Black tea is considered fully fermented because no particular process is designed to stop oxidation. In other words, unlike green, pu-erh and oolong tea no kill-green process is done when processing black tea. The goal of kill-green process is to destroy enzymes, let's talk about them.

 

Enzymes?

As a reminder, an enzyme is a large molecule that helps make a chemical reaction happen. Without the enzyme, this chemical reaction would take forever. Enzymes are the matchmakers of chemistry, without them, many molecules would not form. They are everywhere in nature; they allow plants to fix carbon from the atmosphere, help humans digest food, and are even responsible for the beautiful colors of an autumnal landscape. The enzymes that make oxidation possible are nicknamed PPO, which stands for polyphenol oxidase. 

Because of their size and complex structure, the enzymes are rather easily broken down by heat.; this is the most straightforward method employed to stop their activity in tea, but there's another way...

It's possible to only stop their activity temporarily instead of destroying them forever; and we can do this by drying the tea. Indeed, enzymatic activity depends on water content, if it drops below a certain point, the oxidation process will be extremely slowed down. 

 

Back to the tea factory with black and white

It is possible to prevent full oxidation for some time in black tea, simply by drying it. Complete oxidation will eventually occur over the years. Doing this requires a strong drying, only achievable with a hot air dryer. Sun-dried black teas tend to fully oxidize anyway because their water content can hardly be lowered enough by sunlight.

Semi-oxidized black teas are common in Yunnan, we don't call them oolong tea because their oxidation is not stopped indefinitely, only slowed down. Technically, could we call them post-fermented black tea? These teas feature a golden yellow soup and a thinner mouthfeel than fully oxidized black teas. Their fragrance pool is different, and they can be more aggressive, offering some bitterness to the tea drinker.

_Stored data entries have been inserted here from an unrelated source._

//! The single-use write end of a [`Deferred`].

use std::fmt;
use std::panic::{AssertUnwindSafe, catch_unwind};
use std::sync::Arc;

use super::Deferred;
use super::cell::{SettleCell, Settlement};
use super::fault::Fault;

/// Settles one [`Deferred`], exactly once.
///
/// Every settling method consumes the settler, so a second write cannot be
/// expressed. Dropping an unused settler settles its `Deferred` with
/// [`Fault::Abandoned`], so observers never wait forever on a value nobody
/// will produce.
///
/// # Examples
///
/// ```rust
/// use carrier::deferred::Deferred;
/// use std::thread;
///
/// let (settler, deferred) = Deferred::pending();
/// thread::spawn(move || settler.settle(3));
/// assert_eq!(deferred.wait(), Ok(3));
/// ```
#[must_use = "dropping a Settler abandons its Deferred"]
pub struct Settler<A: Clone + 'static> {
    cell: Option<Arc<SettleCell<A>>>,
}

impl<A: Clone + Send + 'static> Settler<A> {
    pub(crate) const fn new(cell: Arc<SettleCell<A>>) -> Self {
        Self { cell: Some(cell) }
    }

    /// Settles with a value.
    pub fn settle(self, value: A) {
        self.complete(Ok(value));
    }

    /// Settles with a fault.
    pub fn fail(self, fault: Fault) {
        self.complete(Err(fault));
    }

    /// Runs `work` and settles with its result, or with
    /// [`Fault::Panicked`] if it panics.
    pub fn settle_with<W>(self, work: W)
    where
        W: FnOnce() -> A,
    {
        let settlement = catch_unwind(AssertUnwindSafe(work))
            .map_err(|payload| Fault::from_panic(payload.as_ref()));
        self.complete(settlement);
    }

    /// Settles once `source` settles, with the same value or fault.
    pub fn follow(self, source: &Deferred<A>) {
        source.register(Box::new(move |settlement| self.complete(settlement)));
    }

    pub(crate) fn complete(mut self, settlement: Settlement<A>) {
        if let Some(cell) = self.cell.take() {
            cell.settle(settlement);
        }
    }
}

impl<A: Clone + 'static> Drop for Settler<A> {
    fn drop(&mut self) {
        if let Some(cell) = self.cell.take() {
            cell.settle(Err(Fault::Abandoned));
        }
    }
}

impl<A: Clone + 'static> fmt::Debug for Settler<A> {
    fn fmt(&self, formatter: &mut fmt::Formatter<'_>) -> fmt::Result {
        formatter
            .debug_struct("Settler")
            .field("used", &self.cell.is_none())
            .finish()
    }
}
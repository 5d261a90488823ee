//! Benchmark for Deferred: settlement, continuation dispatch and executors.

use carrier::deferred::{Deferred, Inline, ThreadPerTask};
use criterion::{BenchmarkId, Criterion, criterion_group, criterion_main};
use std::hint::black_box;

// =============================================================================
// Settlement Benchmarks
// =============================================================================

fn benchmark_settlement(criterion: &mut Criterion) {
    let mut group = criterion.benchmark_group("deferred_settlement");

    group.bench_function("lift_and_wait", |bencher| {
        bencher.iter(|| black_box(Deferred::lift(black_box(42)).wait()));
    });

    group.bench_function("pending_settle_wait", |bencher| {
        bencher.iter(|| {
            let (settler, deferred) = Deferred::pending();
            settler.settle(black_box(42));
            black_box(deferred.wait())
        });
    });

    group.bench_function("settled_try_get", |bencher| {
        let deferred = Deferred::lift(vec![1_u8; 64]);
        bencher.iter(|| black_box(deferred.try_get()));
    });

    group.finish();
}

// =============================================================================
// Chain Benchmarks
// =============================================================================

fn benchmark_chain_depth(criterion: &mut Criterion) {
    let mut group = criterion.benchmark_group("deferred_chain_depth");

    for depth in [1, 10, 100] {
        group.bench_with_input(
            BenchmarkId::new("inline_settled", depth),
            &depth,
            |bencher, &depth| {
                bencher.iter(|| {
                    let mut value = Deferred::spawn(&Inline, || 0_u64);
                    for _ in 0..depth {
                        value = value.map(|n| n + 1);
                    }
                    black_box(value.wait())
                });
            },
        );

        group.bench_with_input(
            BenchmarkId::new("registered_then_settled", depth),
            &depth,
            |bencher, &depth| {
                bencher.iter(|| {
                    let (settler, source) = Deferred::pending();
                    let mut value = source;
                    for _ in 0..depth {
                        value = value.map(|n: u64| n + 1);
                    }
                    settler.settle(0);
                    black_box(value.wait())
                });
            },
        );
    }

    group.finish();
}

fn benchmark_thread_per_task(criterion: &mut Criterion) {
    let mut group = criterion.benchmark_group("deferred_thread_per_task");
    group.sample_size(20);

    group.bench_function("two_stage_chain", |bencher| {
        bencher.iter(|| {
            let chained = Deferred::spawn(&ThreadPerTask, || black_box(20))
                .bind(|x| Deferred::spawn(&ThreadPerTask, move || x + 1));
            black_box(chained.wait())
        });
    });

    group.finish();
}

criterion_group!(
    benches,
    benchmark_settlement,
    benchmark_chain_depth,
    benchmark_thread_per_task
);
criterion_main!(benches);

White tea is another example of stopping oxidation simply by drying. You will notice there is a significant difference of oxidation between young and old white tea. If you come across a white tea with apparently little oxidation, it means it has probably been dried in a machine. Such process is common in Yunnan. Some white teas can even be mistaken for green teas when they are very young. 

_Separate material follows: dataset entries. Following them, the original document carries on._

//! `Deferred<A>` - a value that becomes available later.

use std::fmt;
use std::future::Future;
use std::panic::{AssertUnwindSafe, catch_unwind};
use std::pin::Pin;
use std::sync::Arc;
use std::task::{Context, Poll};
use std::time::Duration;

use super::cell::{Continuation, SettleCell};
use super::executor::Executor;
use super::fault::Fault;
use super::settler::Settler;
use crate::typeclass::{Chainable, Pure, TypeConstructor};

/// A value that becomes available once, later.
///
/// A `Deferred` is a cheap handle onto a settle-once cell. Clones share the
/// cell: all of them observe the same settlement. Observing never consumes
/// the value, so `A: Clone` is required and every observer gets its own copy.
///
/// # Chaining
///
/// [`bind`](Self::bind) never blocks. It registers a continuation that runs
/// when this value settles (on the thread that settles it) or immediately if
/// it already has. Stage *n + 1* therefore cannot start before stage *n*
/// settles; chains are sequential, never fan-out.
///
/// # Faults
///
/// If the work behind a `Deferred` panics, or its [`Settler`] is dropped, the
/// `Deferred` settles with a [`Fault`]. Bound functions are skipped and the
/// fault surfaces at every observer: [`wait`](Self::wait) returns it, as does
/// `.await`.
///
/// # Examples
///
/// ```rust
/// use carrier::deferred::{Deferred, ThreadPerTask};
/// use std::thread;
/// use std::time::Duration;
///
/// let count = Deferred::spawn(&ThreadPerTask, || {
///     thread::sleep(Duration::from_millis(10));
///     3
/// });
///
/// let greeting = count.bind(|times| {
///     Deferred::spawn(&ThreadPerTask, move || "piyo! ".repeat(times))
/// });
///
/// assert_eq!(greeting.wait(), Ok("piyo! piyo! piyo! ".to_string()));
/// ```
pub struct Deferred<A> {
    cell: Arc<SettleCell<A>>,
}

impl<A: Clone + Send + 'static> Deferred<A> {
    // =========================================================================
    // Construction
    // =========================================================================

    /// An already settled `Deferred` holding `value`.
    #[must_use]
    pub fn lift(value: A) -> Self {
        Self {
            cell: Arc::new(SettleCell::settled(Ok(value))),
        }
    }

    /// An already settled `Deferred` holding `fault`.
    #[must_use]
    pub fn faulted(fault: Fault) -> Self {
        Self {
            cell: Arc::new(SettleCell::settled(Err(fault))),
        }
    }

    /// A pending `Deferred` together with the only handle that can settle it.
    ///
    /// # Examples
    ///
    /// ```rust
    /// use carrier::deferred::Deferred;
    ///
    /// let (settler, deferred) = Deferred::pending();
    /// assert!(!deferred.is_settled());
    ///
    /// settler.settle("ready");
    /// assert_eq!(deferred.wait(), Ok("ready"));
    /// ```
    #[must_use]
    pub fn pending() -> (Settler<A>, Self) {
        let cell = Arc::new(SettleCell::pending());
        (Settler::new(Arc::clone(&cell)), Self { cell })
    }

    /// Hands `work` to `executor`; the result settles when `work` returns.
    ///
    /// A panic inside `work` settles the result with [`Fault::Panicked`].
    pub fn spawn<E, W>(executor: &E, work: W) -> Self
    where
        E: Executor + ?Sized,
        W: FnOnce() -> A + Send + 'static,
    {
        let (settler, deferred) = Self::pending();
        #[cfg(feature = "tracing")]
        tracing::trace!("deferred work scheduled");
        executor.execute(Box::new(move || settler.settle_with(work)));
        deferred
    }

    /// Like [`spawn`](Self::spawn), for work that can fail.
    ///
    /// An `Err` settles the result with [`Fault::Failed`] carrying the
    /// rendered error.
    ///
    /// # Examples
    ///
    /// ```rust
    /// use carrier::deferred::{Deferred, Fault, Inline};
    ///
    /// let parsed = Deferred::spawn_fallible(&Inline, || "12x".parse::<i32>());
    /// assert!(matches!(parsed.wait(), Err(Fault::Failed { .. })));
    /// ```
    pub fn spawn_fallible<E, W, X>(executor: &E, work: W) -> Self
    where
        E: Executor + ?Sized,
        W: FnOnce() -> Result<A, X> + Send + 'static,
        X: fmt::Display,
    {
        let (settler, deferred) = Self::pending();
        #[cfg(feature = "tracing")]
        tracing::trace!(fallible = true, "deferred work scheduled");
        executor.execute(Box::new(move || {
            match catch_unwind(AssertUnwindSafe(work)) {
                Ok(Ok(value)) => settler.settle(value),
                Ok(Err(error)) => settler.fail(Fault::failed(error)),
                Err(payload) => settler.fail(Fault::from_panic(payload.as_ref())),
            }
        }));
        deferred
    }

    // =========================================================================
    // Chaining
    // =========================================================================

    /// Runs `function` with the settled value; the result settles when the
    /// `Deferred` returned by `function` settles.
    ///
    /// Never blocks the caller. A fault skips `function` and is propagated
    /// unchanged. A panic inside `function` becomes [`Fault::Panicked`].
    pub fn bind<B, F>(self, function: F) -> Deferred<B>
    where
        B: Clone + Send + 'static,
        F: FnOnce(A) -> Deferred<B> + Send + 'static,
    {
        let (settler, next) = Deferred::pending();
        self.register(Box::new(move |settlement| match settlement {
            Ok(value) => match catch_unwind(AssertUnwindSafe(move || function(value))) {
                Ok(inner) => settler.follow(&inner),
                Err(payload) => settler.fail(Fault::from_panic(payload.as_ref())),
            },
            Err(fault) => settler.fail(fault),
        }));
        next
    }

    /// Transforms the settled value.
    ///
    /// Defined as `bind(|a| Deferred::lift(function(a)))`.
    pub fn map<B, F>(self, function: F) -> Deferred<B>
    where
        B: Clone + Send + 'static,
        F: FnOnce(A) -> B + Send + 'static,
    {
        self.bind(move |value| Deferred::lift(function(value)))
    }

    /// Binds, then combines the outer and the inner settled values.
    ///
    /// # Examples
    ///
    /// ```rust
    /// use carrier::deferred::{Deferred, ThreadPerTask};
    ///
    /// let repeated = Deferred::spawn(&ThreadPerTask, || 2).bind_with(
    ///     |_| Deferred::spawn(&ThreadPerTask, || "ab".to_string()),
    ///     |times, text| text.repeat(times),
    /// );
    /// assert_eq!(repeated.wait(), Ok("abab".to_string()));
    /// ```
    pub fn bind_with<B, C, F, G>(self, function: F, combine: G) -> Deferred<C>
    where
        B: Clone + Send + 'static,
        C: Clone + Send + 'static,
        F: FnOnce(A) -> Deferred<B> + Send + 'static,
        G: FnOnce(A, B) -> C + Send + 'static,
    {
        self.bind(move |outer| function(outer.clone()).map(move |inner| combine(outer, inner)))
    }

    // =========================================================================
    // Observation
    // =========================================================================

    /// Blocks until settled and returns the value or the fault.
    ///
    /// May be called any number of times, from any clone; once settled it
    /// always returns an equal result.
    pub fn wait(&self) -> Result<A, Fault> {
        self.cell.wait()
    }

    /// Blocks for at most `timeout`. `None` means still pending.
    pub fn wait_timeout(&self, timeout: Duration) -> Option<Result<A, Fault>> {
        self.cell.wait_for(timeout)
    }

    /// The settlement, if there is one yet. Never blocks.
    pub fn try_get(&self) -> Option<Result<A, Fault>> {
        self.cell.try_get()
    }

    /// Returns `true` once settled.
    pub fn is_settled(&self) -> bool {
        self.cell.is_settled()
    }

    /// Blocks until settled, then runs exactly one of two functions.
    ///
    /// # Examples
    ///
    /// ```rust
    /// use carrier::deferred::{Deferred, Fault};
    ///
    /// let message = Deferred::<i32>::faulted(Fault::Abandoned)
    ///     .fold(|fault| fault.to_string(), |value| value.to_string());
    /// assert_eq!(message, "deferred value abandoned before it was settled");
    /// ```
    pub fn fold<U, F, S>(self, on_fault: F, on_value: S) -> U
    where
        F: FnOnce(Fault) -> U,
        S: FnOnce(A) -> U,
    {
        match self.wait() {
            Ok(value) => on_value(value),
            Err(fault) => on_fault(fault),
        }
    }

    pub(crate) fn register(&self, continuation: Continuation<A>) {
        self.cell.register(continuation);
    }
}

impl<A> Clone for Deferred<A> {
    fn clone(&self) -> Self {
        Self {
            cell: Arc::clone(&self.cell),
        }
    }
}

impl<A: Clone + Send + fmt::Debug + 'static> fmt::Debug for Deferred<A> {
    fn fmt(&self, formatter: &mut fmt::Formatter<'_>) -> fmt::Result {
        match self.try_get() {
            Some(settlement) => formatter
                .debug_tuple("Deferred::Settled")
                .field(&settlement)
                .finish(),
            None => formatter.write_str("Deferred::Pending"),
        }
    }
}

// =============================================================================
// Future Interop
// =============================================================================

impl<A: Clone + Send + 'static> Future for Deferred<A> {
    type Output = Result<A, Fault>;

    fn poll(self: Pin<&mut Self>, context: &mut Context<'_>) -> Poll<Self::Output> {
        self.cell.poll_settlement(context)
    }
}

// =============================================================================
// Type Class Implementations
// =============================================================================

impl<A> TypeConstructor for Deferred<A> {
    type Inner = A;
    type WithType<B> = Deferred<B>;
}

impl<A: Clone + Send + 'static> Chainable for Deferred<A> {
    #[inline]
    fn lift<B>(value: B) -> Deferred<B>
    where
        B: Clone + Send + 'static,
    {
        Deferred::lift(value)
    }

    #[inline]
    fn bind<B, F>(self, function: F) -> Deferred<B>
    where
        B: Clone + Send + 'static,
        F: FnOnce(A) -> Deferred<B> + Send + 'static,
    {
        Self::bind(self, function)
    }

    #[inline]
    fn map<B, F>(self, function: F) -> Deferred<B>
    where
        B: Clone + Send + 'static,
        F: FnOnce(A) -> B + Send + 'static,
    {
        Self::map(self, function)
    }

    #[inline]
    fn bind_with<B, C, F, G>(self, function: F, combine: G) -> Deferred<C>
    where
        A: Clone + Send + 'static,
        B: Clone + Send + 'static,
        C: Clone + Send + 'static,
        F: FnOnce(A) -> Deferred<B> + Send + 'static,
        G: FnOnce(A, B) -> C + Send + 'static,
    {
        Self::bind_with(self, function, combine)
    }
}

impl<A: Clone + Send + 'static> Pure for Deferred<A> {
    #[inline]
    fn pure(value: A) -> Self {
        Self::lift(value)
    }
}

static_assertions::assert_impl_all!(Deferred<i32>: Send, Sync, Clone, Unpin);
static_assertions::assert_impl_all!(Settler<String>: Send);
static_assertions::assert_not_impl_any!(Settler<String>: Clone);
static_assertions::assert_not_impl_any!(Deferred<i32>: crate::typeclass::Zero);

#[cfg(test)]
mod tests {
    use super::*;
    use crate::deferred::{Inline, ThreadPerTask};
    use rstest::rstest;
    use std::sync::atomic::{AtomicUsize, Ordering};
    use std::thread;

    #[rstest]
    fn lift_is_settled_immediately() {
        let value = Deferred::lift(5);
        assert!(value.is_settled());
        assert_eq!(value.try_get(), Some(Ok(5)));
    }

    #[rstest]
    fn bind_on_pending_does_not_run_until_settled() {
        let (settler, source) = Deferred::pending();
        let calls = Arc::new(AtomicUsize::new(0));
        let captured = Arc::clone(&calls);

        let chained = source.bind(move |n: i32| {
            captured.fetch_add(1, Ordering::SeqCst);
            Deferred::lift(n + 1)
        });

        assert_eq!(calls.load(Ordering::SeqCst), 0);
        assert!(!chained.is_settled());

        settler.settle(1);
        assert_eq!(chained.wait(), Ok(2));
        assert_eq!(calls.load(Ordering::SeqCst), 1);
    }

    #[rstest]
    fn dropped_settler_abandons() {
        let (settler, deferred) = Deferred::<i32>::pending();
        drop(settler);
        assert_eq!(deferred.wait(), Err(Fault::Abandoned));
    }

    #[rstest]
    fn panic_in_bound_function_becomes_fault() {
        let chained: Deferred<i32> = Deferred::lift(1).bind(|_| panic!("stage failed"));
        assert_eq!(
            chained.wait(),
            Err(Fault::Panicked {
                message: "stage failed".to_string()
            })
        );
    }

    #[rstest]
    fn spawn_fallible_reports_errors() {
        let parsed = Deferred::spawn_fallible(&Inline, || "7".parse::<i32>());
        assert_eq!(parsed.wait(), Ok(7));
    }

    #[rstest]
    fn clones_observe_the_same_settlement() {
        let (settler, deferred) = Deferred::pending();
        let observers: Vec<_> = (0..4)
            .map(|_| {
                let deferred = deferred.clone();
                thread::spawn(move || deferred.wait())
            })
            .collect();

        settler.settle("shared".to_string());
        for observer in observers {
            assert_eq!(observer.join().unwrap(), Ok("shared".to_string()));
        }
    }

    #[rstest]
    fn wait_timeout_returns_none_while_pending() {
        let (_settler, deferred) = Deferred::<u8>::pending();
        assert_eq!(deferred.wait_timeout(Duration::from_millis(5)), None);
    }

    #[rstest]
    fn debug_shows_state() {
        let (settler, deferred) = Deferred::pending();
        assert_eq!(format!("{deferred:?}"), "Deferred::Pending");
        settler.settle(1);
        assert_eq!(format!("{deferred:?}"), "Deferred::Settled(Ok(1))");
    }

    #[rstest]
    fn spawned_work_settles_from_worker_thread() {
        let deferred = Deferred::spawn(&ThreadPerTask, || thread::current().name().map(str::to_string));
        assert_eq!(deferred.wait(), Ok(Some("carrier-worker".to_string())));
    }
}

When we make Moonlight White tea in our Jingmai tea factory, we complement the 3-day shade-drying process by leaving the leaves under the sun for about half an hour;  this allows further reduction of water content and will slow down oxidation a little bit, offering greener tea. 

 

Experience tea oxidation at home

 You can see the effect of tea oxidation at home. Brew a white tea and you will notice the leaves change color over the hours; this is just because by hydrating the leaves, you just reactivated the enzymes. To a lesser extent, you can also see this happen with Pu-erh tea since the kill-green process is performed with low temperatures and only partially destroys the enzymes. You can see both the tea soup and the wet leaves turn red; it might take more time than for white tea though.